So far, Dreamcast owning RPG fans have had slim pickings at that particular buffet, but you can't accuse Sega of not putting food on the table. Unfortunately, picky gamers haven't exactly been scarfing down copies of E.G.G., Evolution, or Seventh Cross. Climax, the developer of fine RPGs such as Shining in the Darkness, Shining Force, Landstalker, and a few other great games, has a new addition to the menu in the form of it's first DC RPG, Time Stalkers. Is it a feast fit for a king, or simply another plate full of day-old Brussels sprouts? Well, that all depends on your tastes- Climax's last DC title, Blue Stinger ended up being way too ambitious cinematically for its own good, and had some really poor voice acting tossed into the mix. Most of us who know and love Climax are big fans of their RPGs, so they wouldn't let us down, right?
Umm…waiter, there's a fly in my Dreamcast….

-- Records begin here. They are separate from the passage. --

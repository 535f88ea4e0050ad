//! chunkspan CLI library
//!
//! This library provides the command-line interface for annotating long
//! texts through a length-limited annotator, with a local gazetteer
//! standing in for the remote service.

pub mod commands;
pub mod config;
pub mod error;
pub mod gazetteer;
pub mod input;
pub mod output;
pub mod progress;

pub use error::{CliError, CliResult};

The premise itself is interesting enough, as players take on the role of Sword, a young man who gets pulled into a strange world, via a magical book of some sort. The world in question is made up of pieces of other worlds ripped from various time periods, and a few of the people there have resigned themselves to living out their lives there. But Sword has been chosen to free the citizens of this odd world, and unite six other heroes against a hidden threat. Again, an interesting (and well-used) concept, but the game falls flat like a cheap soufflé, thanks to the poor mixing of a bit too many ingredients. There's more on this, after the appetizer…
Graphically, the game is pretty good as far as the environments go, but the characters have suffered a bit from their translation from paper to 3D models. With the exception of Marion, a doll bought to life, all the characters look like…well, dolls bought to life, with too many joints and seams showing. There are some nice touches, like the reflective dress Lady (from Ladystalker) wears, but you'll wish that Climax had cleaned up the models somewhat from the Japanese version. The music is decent, but it seems as if they're using the sound files from their 16-bit games. At least the annoying talking sounds have finally been dropped, but I'm sure that they could have spent a few bucks on some voice actors- the game seems awfully empty without some sound effects to associate the characters with. But, these are minor issues compared to the main course…
First of all, the character development here is pretty weak overall, especially given the strange mixture of personalities that inhabit the game's world. You find yourself not caring too much about the supporting cast, because they have little to offer, other than generic NPConversation. The game sort of craps out on dungeon design by way of using small randomized dungeons instead of actual maps. The battles are not very exciting, since they're all turn-based, with only a few squares to move about in. You can collect some great weapons and items, but you can only carry four back into a dungeon if you exit. So you end up with a ton of nice stuff that's practically useless except as collateral. Worst of all, is that each time you enter or leave a dungeon, you fall to level one, with the exception of whatever skills you've learned in the game. The catch is, to use those skills; you have to get back up to the level you were at before! The control is generally pretty good, except for the game camera- a better zoom feature would have been welcome, or the ability to play the game at a fixed angle throughout. As it is, you'll be constantly fiddling, tweaking and adjusting the camera like you 're Felix Ungar (I hope someone actually gets this joke…).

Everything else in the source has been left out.